Артем сцепил ладони в кулаки, но потом выдохнул и ответил расслабленно.
— Пусть будет год. Если кто-то сможет исправиться...
— Пребывая на самом дне? — Усомнился я в возможности подобного.
— Если кто-то додумается самостоятельно пойти в полицию и покаяться. Если кто-то уйдет волонтером в туберкулезные диспансеры и хосписы для обреченных. Если кто-то завербуется в охрану границы. Я прощу.
— Хорошо, — забрал я листки себе в карман. — Будет сделано.
— Твой долг закрыт, — буднично подытожил Артем.

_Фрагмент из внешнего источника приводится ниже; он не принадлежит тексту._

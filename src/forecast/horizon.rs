//! Forward forecast: driver projection, both model branches and their heuristics.

use chrono::{Duration, NaiveDate};
use rand::rngs::StdRng;
use tracing::warn;

use crate::domain::{AlignedSeries, BranchSource, FeatureRow};
use crate::forecast::ForecastError;
use crate::forecast::history::REGRESSION_MAX_LAG;
use crate::math::{gaussian, mean, pct_change_std};
use crate::models::{ModelHost, PredictionError};

/// Window for the projected driver level.
const DRIVER_LEVEL_WINDOW: usize = 12;
/// Distance back to the observation the driver trend is measured from.
const DRIVER_TREND_SPAN: usize = 13;

/// Linear drift plus Gaussian noise used when a model branch cannot produce output.
#[derive(Debug, Clone, Copy, PartialEq)]
pub struct Heuristic {
    pub slope: f64,
    pub noise_std: f64,
}

pub const TIMESERIES_FALLBACK: Heuristic = Heuristic {
    slope: 0.01,
    noise_std: 0.04,
};

pub const REGRESSION_FALLBACK: Heuristic = Heuristic {
    slope: 0.012,
    noise_std: 0.03,
};

impl Heuristic {
    /// `last + slope * i + N(0, noise_std^2)` for `i` in `0..horizon`.
    pub fn path(&self, last: f64, horizon: usize, rng: &mut StdRng) -> Vec<f64> {
        (0..horizon)
            .map(|i| last + self.slope * i as f64 + gaussian(rng, self.noise_std))
            .collect()
    }
}

/// Weekly dates following `last`; errors if any would fall past the calendar.
pub fn forecast_dates(last: NaiveDate, horizon: usize) -> Result<Vec<NaiveDate>, ForecastError> {
    (1..=horizon)
        .map(|k| {
            i64::try_from(k)
                .ok()
                .and_then(|k| last.checked_add_signed(Duration::weeks(k)))
                .ok_or(ForecastError::HorizonOutOfRange(horizon))
        })
        .collect()
}

/// Future driver values: recent level plus recent trend plus unit noise.
///
/// The trend is zero when fewer than 13 observations exist. An empty driver
/// projects around zero.
pub fn project_driver(driver: &[f64], horizon: usize, rng: &mut StdRng) -> Vec<f64> {
    let n = driver.len();
    let window = &driver[n.saturating_sub(DRIVER_LEVEL_WINDOW)..];
    let level = mean(window).unwrap_or(0.0);
    let trend = if n >= DRIVER_TREND_SPAN {
        (driver[n - 1] - driver[n - DRIVER_TREND_SPAN]) / DRIVER_TREND_SPAN as f64
    } else {
        0.0
    };

    (0..horizon)
        .map(|i| level + trend * i as f64 + gaussian(rng, 1.0))
        .collect()
}

/// Time-series branch: the model's forward forecast or the heuristic.
pub fn forecast_timeseries(
    series: &AlignedSeries,
    host: &ModelHost,
    projected_driver: &[f64],
    rng: &mut StdRng,
) -> (Vec<f64>, BranchSource) {
    let horizon = projected_driver.len();
    match host.predict_timeseries_forecast(projected_driver, horizon) {
        Some(values) => (values, BranchSource::Model),
        None => {
            let last = series.last_target().unwrap_or(0.0);
            (TIMESERIES_FALLBACK.path(last, horizon, rng), BranchSource::Fallback)
        }
    }
}

/// Regression branch: autoregressive one-step predictions or the heuristic.
///
/// A failure at any step discards the steps already computed.
pub fn forecast_regression(
    series: &AlignedSeries,
    host: &ModelHost,
    projected_driver: &[f64],
    dates: &[NaiveDate],
    rng: &mut StdRng,
) -> (Vec<f64>, BranchSource) {
    if host.regression().is_loaded() {
        match autoregressive(series, host, projected_driver, dates, rng) {
            Ok(values) => return (values, BranchSource::Model),
            Err(err) => warn!(error = %err, "regression forecast failed; using heuristic for all steps"),
        }
    }
    let last = series.last_target().unwrap_or(0.0);
    (REGRESSION_FALLBACK.path(last, dates.len(), rng), BranchSource::Fallback)
}

fn autoregressive(
    series: &AlignedSeries,
    host: &ModelHost,
    projected_driver: &[f64],
    dates: &[NaiveDate],
    rng: &mut StdRng,
) -> Result<Vec<f64>, PredictionError> {
    let n = series.len();
    if n == 0 {
        return Err(PredictionError::InvalidInput("no observed history".to_string()));
    }
    if projected_driver.len() < dates.len() {
        return Err(PredictionError::LengthMismatch {
            expected: dates.len(),
            got: projected_driver.len(),
        });
    }

    let sigma = pct_change_std(&series.target);
    let mut lags: Vec<f64> = series.target[n.saturating_sub(REGRESSION_MAX_LAG)..].to_vec();
    let mut out = Vec::with_capacity(dates.len());

    for (i, date) in dates.iter().enumerate() {
        let lag1 = *lags
            .last()
            .ok_or_else(|| PredictionError::InvalidInput("empty lag buffer".to_string()))?;
        let crude_lag4 = if i < REGRESSION_MAX_LAG {
            // Clamped to the first observation when history is shorter than the lag.
            series.driver[n.saturating_sub(REGRESSION_MAX_LAG - i)]
        } else {
            projected_driver[i - REGRESSION_MAX_LAG]
        };
        let row = FeatureRow::for_date(*date, projected_driver[i], lag1, crude_lag4);

        let prediction = host
            .predict_regression(std::slice::from_ref(&row))?
            .first()
            .copied()
            .ok_or(PredictionError::LengthMismatch { expected: 1, got: 0 })?;
        if !prediction.is_finite() {
            return Err(PredictionError::NonFinite { index: i });
        }

        let value = prediction + prediction * gaussian(rng, sigma);
        lags.push(value);
        out.push(value);
    }
    Ok(out)
}

#[cfg(test)]
mod tests {
    use rand::SeedableRng;

    use super::*;
    use crate::domain::SeriesOrigin;
    use crate::models::testing::{StubRegression, StubTimeSeries, host};

    fn flat_series(n: usize) -> AlignedSeries {
        let start = NaiveDate::from_ymd_opt(2025, 1, 6).unwrap();
        AlignedSeries {
            dates: (0..n).map(|i| start + Duration::weeks(i as i64)).collect(),
            target: vec![3.0; n],
            driver: (0..n).map(|i| 60.0 + i as f64).collect(),
            origin: SeriesOrigin::Synthetic,
        }
    }

    fn rng() -> StdRng {
        StdRng::seed_from_u64(42)
    }

    #[test]
    fn dates_step_weekly() {
        let last = NaiveDate::from_ymd_opt(2025, 12, 22).unwrap();
        let dates = forecast_dates(last, 3).unwrap();
        assert_eq!(dates[0], NaiveDate::from_ymd_opt(2025, 12, 29).unwrap());
        assert_eq!(dates[2], NaiveDate::from_ymd_opt(2026, 1, 12).unwrap());
        assert!(forecast_dates(last, 0).unwrap().is_empty());
    }

    #[test]
    fn dates_past_the_calendar_are_an_error() {
        assert_eq!(
            forecast_dates(NaiveDate::MAX, 1),
            Err(ForecastError::HorizonOutOfRange(1))
        );
    }

    #[test]
    fn driver_trend_uses_thirteen_week_span() {
        // 20 points rising by 1: level of the last 12 is 13.5, trend 12/13.
        let driver: Vec<f64> = (0..20).map(|i| i as f64).collect();
        let projected = project_driver(&driver, 30, &mut rng());
        let trend = 12.0 / 13.0;
        let residuals: Vec<f64> = projected
            .iter()
            .enumerate()
            .map(|(i, v)| v - (13.5 + trend * i as f64))
            .collect();
        let m = mean(&residuals).unwrap();
        assert!(m.abs() < 1.0, "noise should be centered, mean residual {m}");
        assert!(residuals.iter().all(|r| r.abs() < 5.0));
    }

    #[test]
    fn short_driver_has_no_trend() {
        let driver = [10.0, 20.0, 30.0];
        let mut a = rng();
        let projected = project_driver(&driver, 4, &mut a);
        let mut b = rng();
        for (i, v) in projected.iter().enumerate() {
            let expected = 20.0 + gaussian(&mut b, 1.0);
            assert!((v - expected).abs() < 1e-12, "step {i}");
        }
    }

    #[test]
    fn timeseries_branch_falls_back_to_heuristic() {
        let s = flat_series(20);
        let projected = vec![0.5; 12];
        let failing = host(None, Some(Box::new(StubTimeSeries { level: 0.0, fail: true })));
        let (values, source) = forecast_timeseries(&s, &failing, &projected, &mut rng());
        assert_eq!(source, BranchSource::Fallback);
        assert_eq!(values, TIMESERIES_FALLBACK.path(3.0, 12, &mut rng()));

        let ok = host(None, Some(Box::new(StubTimeSeries { level: 1.0, fail: false })));
        let (values, source) = forecast_timeseries(&s, &ok, &projected, &mut rng());
        assert_eq!(source, BranchSource::Model);
        assert_eq!(values, vec![1.5; 12]);
    }

    #[test]
    fn regression_feeds_predictions_back_as_lags() {
        // Flat history gives sigma 0, so the stub's +0.1 steps compound exactly.
        let s = flat_series(20);
        let dates = forecast_dates(s.last_date().unwrap(), 5).unwrap();
        let projected = vec![70.0; 5];
        let h = host(Some(Box::new(StubRegression::new(0.1))), None);
        let (values, source) = forecast_regression(&s, &h, &projected, &dates, &mut rng());
        assert_eq!(source, BranchSource::Model);
        for (i, v) in values.iter().enumerate() {
            assert!((v - (3.0 + 0.1 * (i + 1) as f64)).abs() < 1e-9);
        }
    }

    #[test]
    fn failure_mid_horizon_replaces_whole_branch() {
        let s = flat_series(20);
        let dates = forecast_dates(s.last_date().unwrap(), 12).unwrap();
        let projected = vec![70.0; 12];
        // Steps 1 and 2 succeed with a large jump; step 3 fails.
        let h = host(Some(Box::new(StubRegression::failing_on(100.0, 3))), None);
        let (values, source) = forecast_regression(&s, &h, &projected, &dates, &mut rng());
        assert_eq!(source, BranchSource::Fallback);

        // The two completed steps each drew one noise term before the failure.
        let mut expected_rng = rng();
        gaussian(&mut expected_rng, 0.0);
        gaussian(&mut expected_rng, 0.0);
        assert_eq!(values, REGRESSION_FALLBACK.path(3.0, 12, &mut expected_rng));
    }

    #[test]
    fn lag_four_is_clamped_on_short_history() {
        // Two observations: steps 0..=2 must read driver[0], step 3 reads driver[1].
        let s = flat_series(2);
        let dates = forecast_dates(s.last_date().unwrap(), 6).unwrap();
        let projected: Vec<f64> = (0..6).map(|i| 80.0 + i as f64).collect();

        struct Recorder(std::sync::Mutex<Vec<f64>>);
        impl crate::models::RegressionModel for Recorder {
            fn name(&self) -> &str {
                "recorder"
            }
            fn predict(&self, rows: &[FeatureRow]) -> Result<Vec<f64>, PredictionError> {
                let mut seen = self.0.lock().unwrap();
                seen.extend(rows.iter().map(|r| r.crude_price_lag4));
                Ok(rows.iter().map(|r| r.gas_price_lag1).collect())
            }
        }

        let recorder = std::sync::Arc::new(Recorder(std::sync::Mutex::new(Vec::new())));
        struct Shared(std::sync::Arc<Recorder>);
        impl crate::models::RegressionModel for Shared {
            fn name(&self) -> &str {
                "shared"
            }
            fn predict(&self, rows: &[FeatureRow]) -> Result<Vec<f64>, PredictionError> {
                self.0.predict(rows)
            }
        }

        let h = host(Some(Box::new(Shared(recorder.clone()))), None);
        let (_, source) = forecast_regression(&s, &h, &projected, &dates, &mut rng());
        assert_eq!(source, BranchSource::Model);
        let seen = recorder.0.lock().unwrap().clone();
        assert_eq!(seen, vec![60.0, 60.0, 60.0, 61.0, 80.0, 81.0]);
    }

    #[test]
    fn absent_regression_uses_heuristic() {
        let s = flat_series(10);
        let dates = forecast_dates(s.last_date().unwrap(), 4).unwrap();
        let h = host(None, None);
        let (values, source) = forecast_regression(&s, &h, &[70.0; 4], &dates, &mut rng());
        assert_eq!(source, BranchSource::Fallback);
        assert_eq!(values, REGRESSION_FALLBACK.path(3.0, 4, &mut rng()));
    }
}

— Пойдем спать, — ободряюще пригласил я его, указав на вход в здание. — Тебя пустят и проводят в номер. Я машину запаркую позади здания и тоже спать.
— Спокойной ночи.
Оставил машину, вышел в посветлевшую уже у горизонта ночь, потянулся руками вверх. Хрустнули листочки, переданные Артемом, во внутреннем кармане. Равнодушно поправил их и шагнул в сторону здания. Где и замер на полушаге.
Быть может, была тому причиной усталость, выкристаллизовавшая разум до чистоты. А может — холодный ветер, налетевший и пробравший до озноба. Или же хруст той бумажки со списком обречённых людей стал последним звеном в цепочке мыслей, до поры таящихся в подсознании. Слишком часто и искренне мне это повторяли в последние дни.
— Я действительно чудовище, — произнес еле слышно, констатируя факт.
И эта мысль потянула тоской другую — напомнив свое же обещание доказать одной бедовой девушке, что это совсем не так... Доказать неправду?
Требовался совет, но на пустой парковке не было никого. Хотя, наверное, не было никого даже в целом городе, к кому бы я прислушался. А вот дома...
Сопоставил время — у них уже восемь часов, проснулись.
— Алло? Тонь, Катю позови и громкую связь... Мне помощь нужна. Пришла? Привет, Кать. В общем... Что там за звуки?
— Тут Брунгильда прибежала на твой голос и хочет зализать телефон, — со смехом ответили мне.
— А еще Машк пришел и ходит кругами, — прыснула Катя. — Так что хотел?
— Ну-у... — Смутился я от того, что в такой момент улыбаюсь, представив собаку и кота. — В общем. Ваш брат чудовище...
— Конечно, чудовище! Только сейчас позвонил! А мы, между прочим, волнуемся!
— Да нет... Я действительно чудовище. Я аморальный человек, готовый на все.
— Ради семьи и друзей, — поддакнули мне одобрительно.
— Разве это нормально? — Усомнился я. — Меня тут со слезами обвиняли, что нет...
— Кто тебе там такую чушь рассказывал, а? — Разгневанно произнесли в трубку на оба сестринских голоса.
— Да вот... Я тут жизнь целому роду испортил, вроде как...
— Так. Ага. А в прошлый раз тебя Паша Зубов в этом обвинил.
— Да это не то! — Попытался возмутиться я.